Collected data entries:
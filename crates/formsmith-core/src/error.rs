//! Unified error handling for formsmith core.
//!
//! Wraps domain and application errors behind one type with user-actionable
//! suggestions, so front ends only match on one enum.

use thiserror::Error;

use crate::application::ApplicationError;
use crate::domain::DomainError;

/// Root error type for formsmith core operations.
#[derive(Debug, Error, Clone, PartialEq)]
pub enum FormsmithError {
    /// Errors from the domain layer (invalid option values, parsing).
    #[error("Domain error: {0}")]
    Domain(#[from] DomainError),

    /// Errors from the application layer (session misuse, adapter failures).
    #[error("Application error: {0}")]
    Application(#[from] ApplicationError),

    /// Configuration or setup errors.
    #[error("Configuration error: {message}")]
    Configuration { message: String },

    /// Unexpected internal errors (bugs).
    #[error("Internal error: {message}. This is a bug, please report it.")]
    Internal { message: String },
}

impl FormsmithError {
    /// Get user-actionable suggestions for fixing this error.
    pub fn suggestions(&self) -> Vec<String> {
        match self {
            Self::Domain(e) => e.suggestions(),
            Self::Application(e) => e.suggestions(),
            Self::Configuration { message } => vec![
                format!("Configuration issue: {message}"),
                "Run `formsmith config list` to see the effective values".into(),
            ],
            Self::Internal { .. } => vec![
                "This appears to be a bug in formsmith".into(),
                "Please report it at: https://github.com/cosecruz/formsmith/issues".into(),
            ],
        }
    }

    /// Get error category for display/styling purposes.
    pub fn category(&self) -> ErrorCategory {
        match self {
            Self::Domain(e) => match e.category() {
                crate::domain::ErrorCategory::Validation => ErrorCategory::Validation,
                crate::domain::ErrorCategory::NotFound => ErrorCategory::NotFound,
                crate::domain::ErrorCategory::Internal => ErrorCategory::Internal,
            },
            Self::Application(e) => e.category(),
            Self::Configuration { .. } => ErrorCategory::Configuration,
            Self::Internal { .. } => ErrorCategory::Internal,
        }
    }
}

/// Error categories for UI display.
#[derive(Debug, Clone, Copy, PartialEq, Eq)]
pub enum ErrorCategory {
    Validation,
    NotFound,
    Configuration,
    /// Operation called in the wrong session state.
    State,
    Internal,
}

/// Convenient result type alias.
pub type FormResult<T> = Result<T, FormsmithError>;

/// Extension trait for adding context to foreign errors.
pub trait Context<T> {
    fn context(self, msg: impl Into<String>) -> FormResult<T>;
}

impl<T, E> Context<T> for Result<T, E>
where
    E: std::error::Error + Send + Sync + 'static,
{
    fn context(self, msg: impl Into<String>) -> FormResult<T> {
        self.map_err(|e| FormsmithError::Internal {
            message: format!("{}: {}", msg.into(), e),
        })
    }
}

Prompt:
List every line from the entries above in which "display" appears.

Task output:
    /// Get error category for display/styling purposes.
/// Error categories for UI display.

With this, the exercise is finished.